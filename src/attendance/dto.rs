use serde::{Deserialize, Serialize};
use time::Date;
use uuid::Uuid;

use super::repo_types::{AttendanceMark, AttendanceStatus};

#[derive(Debug, Clone, Deserialize)]
pub struct MarkAttendanceRequest {
    pub course_id: Uuid,
    /// `YYYY-MM-DD` or an RFC 3339 timestamp.
    pub date: String,
    pub records: Vec<AttendanceMark>,
}

#[derive(Debug, Serialize)]
pub struct MarkAttendanceResponse {
    pub course_id: Uuid,
    pub date: Date,
    pub marked: usize,
}

#[derive(Debug, Deserialize)]
pub struct CourseDayQuery {
    pub course_id: Uuid,
    pub date: String,
}

#[derive(Debug, Deserialize)]
pub struct PercentageQuery {
    pub student_id: Uuid,
    pub course_id: Uuid,
}

#[derive(Debug, Serialize)]
pub struct PercentageResponse {
    pub student_id: Uuid,
    pub course_id: Uuid,
    pub percentage: u8,
    pub at_risk: bool,
}

#[derive(Debug, Serialize)]
pub struct DayRecord {
    pub date: Date,
    pub status: AttendanceStatus,
}

#[derive(Debug, Serialize)]
pub struct CourseAttendanceSummary {
    pub course_id: Uuid,
    pub course_code: String,
    pub course_name: String,
    pub percentage: u8,
    pub at_risk: bool,
    pub records: Vec<DayRecord>,
}
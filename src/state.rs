use std::sync::Arc;

use crate::audit::AuditRecorder;
use crate::config::AppConfig;
use crate::db::{PgStore, Store};

#[derive(Clone)]
pub struct AppState {
    pub store: Arc<dyn Store>,
    pub config: Arc<AppConfig>,
    pub audit: AuditRecorder,
}

impl AppState {
    pub async fn init() -> anyhow::Result<Self> {
        let config = AppConfig::from_env()?;

        let store = PgStore::connect(&config).await?;
        store.migrate().await?;

        Ok(Self::from_parts(Arc::new(store), Arc::new(config)))
    }

    /// Wires a store and config together and starts the audit writer.
    pub fn from_parts(store: Arc<dyn Store>, config: Arc<AppConfig>) -> Self {
        let (audit, _writer) = AuditRecorder::spawn(store.clone(), config.audit_buffer);
        Self {
            store,
            config,
            audit,
        }
    }

    #[cfg(test)]
    pub fn fake() -> (Self, Arc<crate::db::memory::MemoryStore>) {
        let memory = Arc::new(crate::db::memory::MemoryStore::default());
        let state = Self::from_parts(memory.clone(), Arc::new(AppConfig::for_tests()));
        (state, memory)
    }
}
use lazy_static::lazy_static;
use rand::Rng;
use regex::Regex;
use tracing::{error, info, warn};
use validator::Validate;

use super::dto::{AuthResponse, ChangePasswordRequest, LoginRequest, PublicUser, RegisterRequest};
use super::identity::{Identity, Role};
use super::jwt::JwtKeys;
use super::password::{check_password_strength, hash_password, verify_password};
use super::repo_types::{NewUser, User, UserInsert};
use crate::error::{PortalError, PortalResult};
use crate::state::AppState;

const STUDENT_ID_ATTEMPTS: usize = 8;

pub(crate) fn is_valid_email(email: &str) -> bool {
    lazy_static! {
        static ref EMAIL_RE: Regex = Regex::new(r"^[^@\s]+@[^@\s]+\.[^@\s]+$").unwrap();
    }
    EMAIL_RE.is_match(email)
}

pub(crate) fn normalize_email(email: &str) -> String {
    email.trim().to_lowercase()
}

/// `STU` followed by six random digits.
pub fn generate_student_id() -> String {
    let n: u32 = rand::thread_rng().gen_range(0..1_000_000);
    format!("STU{n:06}")
}

/// Account fields that already passed validation.
pub(crate) struct AccountDraft<'a> {
    pub name: &'a str,
    pub email: &'a str,
    pub password: &'a str,
    pub role: Role,
}

/// Hashes the password and inserts the user; students also get a profile with a
/// fresh student id, re-drawn on collision.
pub(crate) async fn create_account(st: &AppState, draft: AccountDraft<'_>) -> PortalResult<User> {
    let password_hash = hash_password(draft.password)?;
    let mut new = NewUser {
        name: draft.name.to_string(),
        email: draft.email.to_string(),
        password_hash,
        role: draft.role,
        student_id: None,
    };

    for attempt in 1..=STUDENT_ID_ATTEMPTS {
        if draft.role == Role::Student {
            new.student_id = Some(generate_student_id());
        }
        match st.store.insert_user(&new).await? {
            UserInsert::Created(user) => return Ok(user),
            UserInsert::EmailTaken => {
                return Err(PortalError::conflict("Email already registered"))
            }
            UserInsert::StudentIdTaken => {
                warn!(attempt, "student id collision, drawing a new one");
            }
        }
    }
    error!(email = %new.email, "could not allocate a unique student id");
    Err(anyhow::anyhow!("student id space exhausted after {STUDENT_ID_ATTEMPTS} attempts").into())
}

/// Name, email and password rules shared by self-registration and admin account creation.
pub(crate) fn validate_account(req: &RegisterRequest) -> PortalResult<()> {
    req.validate()?;
    if !is_valid_email(&req.email) {
        return Err(PortalError::invalid("Invalid email address"));
    }
    check_password_strength(&req.password)
}

pub(crate) fn parse_role(raw: Option<&str>) -> PortalResult<Role> {
    match raw {
        None => Ok(Role::Student),
        Some(r) => Role::parse(r).ok_or_else(|| PortalError::invalid("Role must be ADMIN or STUDENT")),
    }
}

/// Public self-registration; admin accounts are never created here.
pub async fn register(st: &AppState, req: RegisterRequest) -> PortalResult<PublicUser> {
    let role = parse_role(req.role.as_deref())?;
    if role == Role::Admin {
        warn!("public registration attempted with admin role");
        return Err(PortalError::forbidden(
            "Admin accounts cannot be created through public registration. Contact an administrator.",
        ));
    }

    let req = RegisterRequest {
        name: req.name.trim().to_string(),
        email: normalize_email(&req.email),
        ..req
    };
    validate_account(&req)?;

    if st.store.find_user_by_email(&req.email).await?.is_some() {
        warn!(email = %req.email, "email already registered");
        return Err(PortalError::conflict("Email already registered"));
    }

    let user = create_account(
        st,
        AccountDraft {
            name: &req.name,
            email: &req.email,
            password: &req.password,
            role,
        },
    )
    .await?;

    info!(user_id = %user.id, email = %user.email, "user registered");
    Ok(user.into())
}

fn issue_tokens(st: &AppState, user: User) -> PortalResult<AuthResponse> {
    let keys = JwtKeys::from(&st.config.jwt);
    let who = Identity::new(user.id, user.role);
    Ok(AuthResponse {
        access_token: keys.sign_access(&who)?,
        refresh_token: keys.sign_refresh(&who)?,
        user: user.into(),
    })
}

pub async fn login(st: &AppState, req: LoginRequest) -> PortalResult<AuthResponse> {
    let email = normalize_email(&req.email);
    let invalid = || PortalError::unauthorized("Invalid credentials");

    let Some(user) = st.store.find_user_by_email(&email).await? else {
        warn!(email = %email, "login unknown email");
        return Err(invalid());
    };
    if !verify_password(&req.password, &user.password_hash)? {
        warn!(email = %email, user_id = %user.id, "login invalid password");
        return Err(invalid());
    }

    info!(user_id = %user.id, "user logged in");
    issue_tokens(st, user)
}

/// Trades a refresh token for a new pair; the role is re-read from the store.
pub async fn refresh(st: &AppState, refresh_token: &str) -> PortalResult<AuthResponse> {
    let keys = JwtKeys::from(&st.config.jwt);
    let claims = keys.verify_refresh(refresh_token).map_err(|e| {
        warn!(error = %e, "refresh rejected");
        PortalError::unauthorized("Invalid or expired token")
    })?;
    let user = st
        .store
        .find_user(claims.sub)
        .await?
        .ok_or_else(|| PortalError::unauthorized("User not found"))?;
    issue_tokens(st, user)
}

pub async fn me(st: &AppState, who: &Identity) -> PortalResult<PublicUser> {
    let user = st
        .store
        .find_user(who.user_id)
        .await?
        .ok_or_else(|| PortalError::unauthorized("User not found"))?;
    Ok(user.into())
}

pub async fn change_password(
    st: &AppState,
    who: &Identity,
    req: ChangePasswordRequest,
) -> PortalResult<()> {
    let user = st
        .store
        .find_user(who.user_id)
        .await?
        .ok_or_else(|| PortalError::unauthorized("User not found"))?;
    if !verify_password(&req.current_password, &user.password_hash)? {
        return Err(PortalError::invalid("Current password is incorrect"));
    }
    check_password_strength(&req.new_password)?;

    let hash = hash_password(&req.new_password)?;
    st.store.update_password(user.id, &hash).await?;
    info!(user_id = %user.id, "password changed");
    Ok(())
}
use time::macros::format_description;
use time::Date;
use tracing::info;
use uuid::Uuid;
use validator::Validate;

use super::dto::{AccountView, StudentDetail, UpdateProfileRequest, UserDirectory};
use crate::audit::{AuditAction, AuditEntity};
use crate::auth::dto::{PublicUser, RegisterRequest};
use crate::auth::identity::{Identity, Role};
use crate::auth::repo_types::{ProfileUpdate, StudentSummary, User};
use crate::auth::services::{
    create_account, normalize_email, parse_role, validate_account, AccountDraft,
};
use crate::courses::dto::trimmed;
use crate::error::{PortalError, PortalResult};
use crate::state::AppState;

async fn find_student(st: &AppState, id: Uuid) -> PortalResult<User> {
    st.store
        .find_user(id)
        .await?
        .filter(|u| u.role == Role::Student)
        .ok_or_else(|| PortalError::not_found("Student not found"))
}

fn profile_update(req: UpdateProfileRequest) -> PortalResult<(String, ProfileUpdate)> {
    let req = UpdateProfileRequest {
        name: req.name.trim().to_string(),
        ..req
    };
    req.validate()?;
    let date_of_birth = match trimmed(req.date_of_birth) {
        None => None,
        Some(raw) => Some(
            Date::parse(&raw, format_description!("[year]-[month]-[day]"))
                .map_err(|_| PortalError::invalid("Date of birth must be YYYY-MM-DD"))?,
        ),
    };
    Ok((
        req.name,
        ProfileUpdate {
            phone: trimmed(req.phone),
            address: trimmed(req.address),
            date_of_birth,
            bio: trimmed(req.bio),
        },
    ))
}

/// Admin account creation; unlike public registration this may create admins.
pub async fn create_user(
    st: &AppState,
    who: &Identity,
    req: RegisterRequest,
) -> PortalResult<PublicUser> {
    who.require_admin()?;
    let role = parse_role(req.role.as_deref())?;
    let req = RegisterRequest {
        name: req.name.trim().to_string(),
        email: normalize_email(&req.email),
        ..req
    };
    validate_account(&req)?;

    if st.store.find_user_by_email(&req.email).await?.is_some() {
        return Err(PortalError::conflict("Email already registered"));
    }
    let user = create_account(
        st,
        AccountDraft {
            name: &req.name,
            email: &req.email,
            password: &req.password,
            role,
        },
    )
    .await?;

    st.audit.record(
        who.user_id,
        AuditAction::Create,
        AuditEntity::User,
        user.id,
        format!("Created {} account: {}", role.as_str(), user.email),
    );
    info!(user_id = %user.id, role = role.as_str(), "user created by admin");
    Ok(user.into())
}

pub async fn list_students(st: &AppState, who: &Identity) -> PortalResult<Vec<StudentSummary>> {
    who.require_admin()?;
    Ok(st.store.list_students().await?)
}

pub async fn list_users(st: &AppState, who: &Identity) -> PortalResult<UserDirectory> {
    who.require_admin()?;
    Ok(UserDirectory::new(st.store.list_users().await?))
}

pub async fn get_student(st: &AppState, who: &Identity, id: Uuid) -> PortalResult<StudentDetail> {
    who.require_admin()?;
    let user = find_student(st, id).await?;
    let profile = st.store.find_profile(id).await?;
    let enrollments = st.store.list_enrollments_for_user(id).await?;
    Ok(StudentDetail {
        account: AccountView::new(user, profile),
        enrollments,
    })
}

pub async fn delete_student(st: &AppState, who: &Identity, id: Uuid) -> PortalResult<()> {
    who.require_admin()?;
    let user = find_student(st, id).await?;
    if !st.store.delete_user(id).await? {
        return Err(PortalError::not_found("Student not found"));
    }

    st.audit.record(
        who.user_id,
        AuditAction::Delete,
        AuditEntity::Student,
        id,
        format!("Deleted student: {}", user.email),
    );
    info!(user_id = %id, "student deleted");
    Ok(())
}

pub async fn get_profile(st: &AppState, who: &Identity) -> PortalResult<AccountView> {
    who.require_student()?;
    let user = find_student(st, who.user_id).await?;
    let profile = st.store.find_profile(who.user_id).await?;
    Ok(AccountView::new(user, profile))
}

pub async fn update_profile(
    st: &AppState,
    who: &Identity,
    req: UpdateProfileRequest,
) -> PortalResult<AccountView> {
    who.require_student()?;
    let user = find_student(st, who.user_id).await?;
    let (name, update) = profile_update(req)?;
    let profile = st.store.save_profile(user.id, &name, &update).await?;
    info!(user_id = %user.id, "profile updated");
    Ok(AccountView::new(User { name, ..user }, Some(profile)))
}

pub async fn admin_update_profile(
    st: &AppState,
    who: &Identity,
    student_id: Uuid,
    req: UpdateProfileRequest,
) -> PortalResult<AccountView> {
    who.require_admin()?;
    let user = find_student(st, student_id).await?;
    let (name, update) = profile_update(req)?;
    let profile = st.store.save_profile(user.id, &name, &update).await?;

    st.audit.record(
        who.user_id,
        AuditAction::Update,
        AuditEntity::Student,
        user.id,
        format!("Updated profile of {}", user.email),
    );
    info!(user_id = %user.id, "profile updated by admin");
    Ok(AccountView::new(User { name, ..user }, Some(profile)))
}
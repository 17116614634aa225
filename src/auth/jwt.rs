use std::time::Duration;

use axum::{
    async_trait,
    extract::{FromRef, FromRequestParts},
    http::request::Parts,
};
use jsonwebtoken::{decode, encode, DecodingKey, EncodingKey, Header, Validation};
use time::{Duration as TimeDuration, OffsetDateTime};
use tracing::{debug, warn};

use super::claims::{Claims, TokenKind};
use super::identity::Identity;
use crate::{config::JwtConfig, error::PortalError, state::AppState};

#[derive(Clone)]
pub struct JwtKeys {
    pub encoding: EncodingKey,
    pub decoding: DecodingKey,
    pub issuer: String,
    pub audience: String,
    pub access_ttl: Duration,
    pub refresh_ttl: Duration,
}

impl From<&JwtConfig> for JwtKeys {
    fn from(cfg: &JwtConfig) -> Self {
        Self {
            encoding: EncodingKey::from_secret(cfg.secret.as_bytes()),
            decoding: DecodingKey::from_secret(cfg.secret.as_bytes()),
            issuer: cfg.issuer.clone(),
            audience: cfg.audience.clone(),
            access_ttl: Duration::from_secs((cfg.ttl_minutes.max(0) as u64) * 60),
            refresh_ttl: Duration::from_secs((cfg.refresh_ttl_minutes.max(0) as u64) * 60),
        }
    }
}

impl FromRef<AppState> for JwtKeys {
    fn from_ref(state: &AppState) -> Self {
        JwtKeys::from(&state.config.jwt)
    }
}

impl JwtKeys {
    fn sign_with_kind(&self, who: &Identity, kind: TokenKind) -> anyhow::Result<String> {
        let now = OffsetDateTime::now_utc();
        let ttl = match kind {
            TokenKind::Access => self.access_ttl,
            TokenKind::Refresh => self.refresh_ttl,
        };
        let exp = now + TimeDuration::seconds(ttl.as_secs() as i64);
        let claims = Claims {
            sub: who.user_id,
            role: who.role,
            iat: now.unix_timestamp() as usize,
            exp: exp.unix_timestamp() as usize,
            iss: self.issuer.clone(),
            aud: self.audience.clone(),
            kind,
        };
        let token = encode(&Header::default(), &claims, &self.encoding)?;
        debug!(user_id = %who.user_id, kind = ?kind, "jwt signed");
        Ok(token)
    }

    pub fn sign_access(&self, who: &Identity) -> anyhow::Result<String> {
        self.sign_with_kind(who, TokenKind::Access)
    }

    pub fn sign_refresh(&self, who: &Identity) -> anyhow::Result<String> {
        self.sign_with_kind(who, TokenKind::Refresh)
    }

    pub fn verify(&self, token: &str) -> anyhow::Result<Claims> {
        let mut validation = Validation::default();
        validation.set_audience(std::slice::from_ref(&self.audience));
        validation.set_issuer(std::slice::from_ref(&self.issuer));
        let data = decode::<Claims>(token, &self.decoding, &validation)?;
        debug!(user_id = %data.claims.sub, kind = ?data.claims.kind, "jwt verified");
        Ok(data.claims)
    }

    pub fn verify_refresh(&self, token: &str) -> anyhow::Result<Claims> {
        let claims = self.verify(token)?;
        if claims.kind != TokenKind::Refresh {
            anyhow::bail!("not a refresh token");
        }
        Ok(claims)
    }
}

/// Validates the bearer access token and yields the caller's identity.
pub struct AuthUser(pub Identity);

#[async_trait]
impl<S> FromRequestParts<S> for AuthUser
where
    S: Send + Sync,
    JwtKeys: FromRef<S>,
{
    type Rejection = PortalError;

    async fn from_request_parts(parts: &mut Parts, state: &S) -> Result<Self, Self::Rejection> {
        let keys = JwtKeys::from_ref(state);
        let auth_header = parts
            .headers
            .get(axum::http::header::AUTHORIZATION)
            .and_then(|v| v.to_str().ok())
            .ok_or_else(|| PortalError::unauthorized("Authentication required"))?;

        let token = auth_header
            .strip_prefix("Bearer ")
            .or_else(|| auth_header.strip_prefix("bearer "))
            .ok_or_else(|| PortalError::unauthorized("Invalid authorization header"))?;

        let claims = match keys.verify(token) {
            Ok(c) => c,
            Err(_) => {
                warn!("invalid or expired token");
                return Err(PortalError::unauthorized("Invalid or expired token"));
            }
        };

        if claims.kind != TokenKind::Access {
            return Err(PortalError::unauthorized("Invalid or expired token"));
        }

        Ok(AuthUser(Identity::new(claims.sub, claims.role)))
    }
}
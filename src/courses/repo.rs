use async_trait::async_trait;
use uuid::Uuid;

use super::repo_types::{Course, CourseChanges, CourseUpdate, CourseWithCount, NewCourse};
use crate::db::{is_unique_violation, PgStore};

#[async_trait]
pub trait CourseRepo: Send + Sync {
    async fn find_course(&self, id: Uuid) -> anyhow::Result<Option<Course>>;
    /// All courses, newest first.
    async fn list_courses(&self) -> anyhow::Result<Vec<CourseWithCount>>;
    /// Active courses ordered by name.
    async fn list_active_courses(&self) -> anyhow::Result<Vec<CourseWithCount>>;
    /// `None` when the code is already taken.
    async fn insert_course(&self, new: &NewCourse) -> anyhow::Result<Option<Course>>;
    async fn update_course(&self, id: Uuid, changes: &CourseChanges)
        -> anyhow::Result<CourseUpdate>;
    async fn delete_course(&self, id: Uuid) -> anyhow::Result<bool>;
}

const COURSE_COLUMNS: &str = "id, code, name, description, credits, capacity, instructor, \
                              schedule, is_active, created_at";

const COURSE_WITH_COUNT: &str = r#"
    SELECT c.id, c.code, c.name, c.description, c.credits, c.capacity, c.instructor,
           c.schedule, c.is_active, c.created_at,
           (SELECT COUNT(*) FROM enrollments e
             WHERE e.course_id = c.id AND e.status = 'ACTIVE') AS active_enrollments
      FROM courses c
"#;

#[async_trait]
impl CourseRepo for PgStore {
    async fn find_course(&self, id: Uuid) -> anyhow::Result<Option<Course>> {
        let course = sqlx::query_as::<_, Course>(&format!(
            "SELECT {COURSE_COLUMNS} FROM courses WHERE id = $1"
        ))
        .bind(id)
        .fetch_optional(&self.pool)
        .await?;
        Ok(course)
    }

    async fn list_courses(&self) -> anyhow::Result<Vec<CourseWithCount>> {
        let rows = sqlx::query_as::<_, CourseWithCount>(&format!(
            "{COURSE_WITH_COUNT} ORDER BY c.created_at DESC"
        ))
        .fetch_all(&self.pool)
        .await?;
        Ok(rows)
    }

    async fn list_active_courses(&self) -> anyhow::Result<Vec<CourseWithCount>> {
        let rows = sqlx::query_as::<_, CourseWithCount>(&format!(
            "{COURSE_WITH_COUNT} WHERE c.is_active ORDER BY c.name ASC"
        ))
        .fetch_all(&self.pool)
        .await?;
        Ok(rows)
    }

    async fn insert_course(&self, new: &NewCourse) -> anyhow::Result<Option<Course>> {
        let res = sqlx::query_as::<_, Course>(&format!(
            r#"
            INSERT INTO courses (code, name, description, credits, capacity, instructor,
                                 schedule, is_active)
            VALUES ($1, $2, $3, $4, $5, $6, $7, $8)
            RETURNING {COURSE_COLUMNS}
            "#
        ))
        .bind(&new.code)
        .bind(&new.name)
        .bind(&new.description)
        .bind(new.credits)
        .bind(new.capacity)
        .bind(&new.instructor)
        .bind(&new.schedule)
        .bind(new.is_active)
        .fetch_one(&self.pool)
        .await;
        match res {
            Ok(course) => Ok(Some(course)),
            Err(e) if is_unique_violation(&e) => Ok(None),
            Err(e) => Err(e.into()),
        }
    }

    async fn update_course(
        &self,
        id: Uuid,
        changes: &CourseChanges,
    ) -> anyhow::Result<CourseUpdate> {
        let res = sqlx::query_as::<_, Course>(&format!(
            r#"
            UPDATE courses
               SET code = COALESCE($2, code),
                   name = COALESCE($3, name),
                   description = COALESCE($4, description),
                   credits = COALESCE($5, credits),
                   capacity = COALESCE($6, capacity),
                   instructor = COALESCE($7, instructor),
                   schedule = COALESCE($8, schedule),
                   is_active = COALESCE($9, is_active)
             WHERE id = $1
            RETURNING {COURSE_COLUMNS}
            "#
        ))
        .bind(id)
        .bind(&changes.code)
        .bind(&changes.name)
        .bind(&changes.description)
        .bind(changes.credits)
        .bind(changes.capacity)
        .bind(&changes.instructor)
        .bind(&changes.schedule)
        .bind(changes.is_active)
        .fetch_optional(&self.pool)
        .await;
        match res {
            Ok(Some(course)) => Ok(CourseUpdate::Updated(course)),
            Ok(None) => Ok(CourseUpdate::NotFound),
            Err(e) if is_unique_violation(&e) => Ok(CourseUpdate::CodeTaken),
            Err(e) => Err(e.into()),
        }
    }

    async fn delete_course(&self, id: Uuid) -> anyhow::Result<bool> {
        let res = sqlx::query("DELETE FROM courses WHERE id = $1")
            .bind(id)
            .execute(&self.pool)
            .await?;
        Ok(res.rows_affected() > 0)
    }
}
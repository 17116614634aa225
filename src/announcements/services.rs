use tracing::info;
use uuid::Uuid;
use validator::Validate;

use super::dto::CreateAnnouncementRequest;
use super::repo_types::{Announcement, AnnouncementWithCourse, NewAnnouncement};
use crate::audit::{AuditAction, AuditEntity};
use crate::auth::identity::Identity;
use crate::error::{PortalError, PortalResult};
use crate::state::AppState;

pub async fn create_announcement(
    st: &AppState,
    who: &Identity,
    req: CreateAnnouncementRequest,
) -> PortalResult<Announcement> {
    who.require_admin()?;
    let req = req.normalized();
    req.validate()?;

    if let Some(course_id) = req.course_id {
        st.store
            .find_course(course_id)
            .await?
            .ok_or_else(|| PortalError::not_found("Course not found"))?;
    }

    let new = NewAnnouncement {
        title: req.title,
        content: req.content,
        priority: req.priority,
        course_id: req.course_id,
        is_active: req.is_active,
    };
    let announcement = st.store.insert_announcement(&new).await?;

    st.audit.record(
        who.user_id,
        AuditAction::Create,
        AuditEntity::Announcement,
        announcement.id,
        format!("Created announcement: {}", announcement.title),
    );
    info!(announcement_id = %announcement.id, "announcement created");
    Ok(announcement)
}

pub async fn list_announcements(
    st: &AppState,
    who: &Identity,
) -> PortalResult<Vec<AnnouncementWithCourse>> {
    who.require_admin()?;
    Ok(st.store.list_announcements().await?)
}

pub async fn delete_announcement(st: &AppState, who: &Identity, id: Uuid) -> PortalResult<()> {
    who.require_admin()?;
    let announcement = st
        .store
        .find_announcement(id)
        .await?
        .ok_or_else(|| PortalError::not_found("Announcement not found"))?;

    if !st.store.delete_announcement(id).await? {
        return Err(PortalError::not_found("Announcement not found"));
    }

    st.audit.record(
        who.user_id,
        AuditAction::Delete,
        AuditEntity::Announcement,
        id,
        format!("Deleted announcement: {}", announcement.title),
    );
    info!(announcement_id = %id, "announcement deleted");
    Ok(())
}

pub async fn my_announcements(
    st: &AppState,
    who: &Identity,
) -> PortalResult<Vec<AnnouncementWithCourse>> {
    who.require_student()?;
    Ok(st.store.list_announcements_for_student(who.user_id).await?)
}
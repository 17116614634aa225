use serde::{Deserialize, Serialize};
use uuid::Uuid;

use crate::error::{PortalError, PortalResult};

#[derive(Debug, Clone, Copy, PartialEq, Eq, Hash, Serialize, Deserialize, sqlx::Type)]
#[serde(rename_all = "UPPERCASE")]
#[sqlx(type_name = "user_role", rename_all = "UPPERCASE")]
pub enum Role {
    Admin,
    Student,
}

impl Role {
    /// Case-insensitive parse of `ADMIN` / `STUDENT`.
    pub fn parse(raw: &str) -> Option<Role> {
        match raw.trim().to_ascii_uppercase().as_str() {
            "ADMIN" => Some(Role::Admin),
            "STUDENT" => Some(Role::Student),
            _ => None,
        }
    }

    pub fn as_str(self) -> &'static str {
        match self {
            Role::Admin => "ADMIN",
            Role::Student => "STUDENT",
        }
    }
}

/// Caller identity established by the session layer.
///
/// Domain operations take this explicitly and trust it as given.
#[derive(Debug, Clone, Copy, PartialEq, Eq)]
pub struct Identity {
    pub user_id: Uuid,
    pub role: Role,
}

impl Identity {
    pub fn new(user_id: Uuid, role: Role) -> Self {
        Self { user_id, role }
    }

    pub fn require(&self, role: Role) -> PortalResult<()> {
        if self.role == role {
            Ok(())
        } else {
            Err(PortalError::forbidden(match role {
                Role::Admin => "Administrator access required",
                Role::Student => "Student access required",
            }))
        }
    }

    pub fn require_admin(&self) -> PortalResult<()> {
        self.require(Role::Admin)
    }

    pub fn require_student(&self) -> PortalResult<()> {
        self.require(Role::Student)
    }
}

##########

**Problem statement:** For each line above that includes the word "CourseWithCount", make a copy of that line.

**Reply:**
use super::repo_types::{Course, CourseChanges, CourseUpdate, CourseWithCount, NewCourse};
    async fn list_courses(&self) -> anyhow::Result<Vec<CourseWithCount>>;
    async fn list_active_courses(&self) -> anyhow::Result<Vec<CourseWithCount>>;
    async fn list_courses(&self) -> anyhow::Result<Vec<CourseWithCount>> {
        let rows = sqlx::query_as::<_, CourseWithCount>(&format!(
    async fn list_active_courses(&self) -> anyhow::Result<Vec<CourseWithCount>> {
        let rows = sqlx::query_as::<_, CourseWithCount>(&format!(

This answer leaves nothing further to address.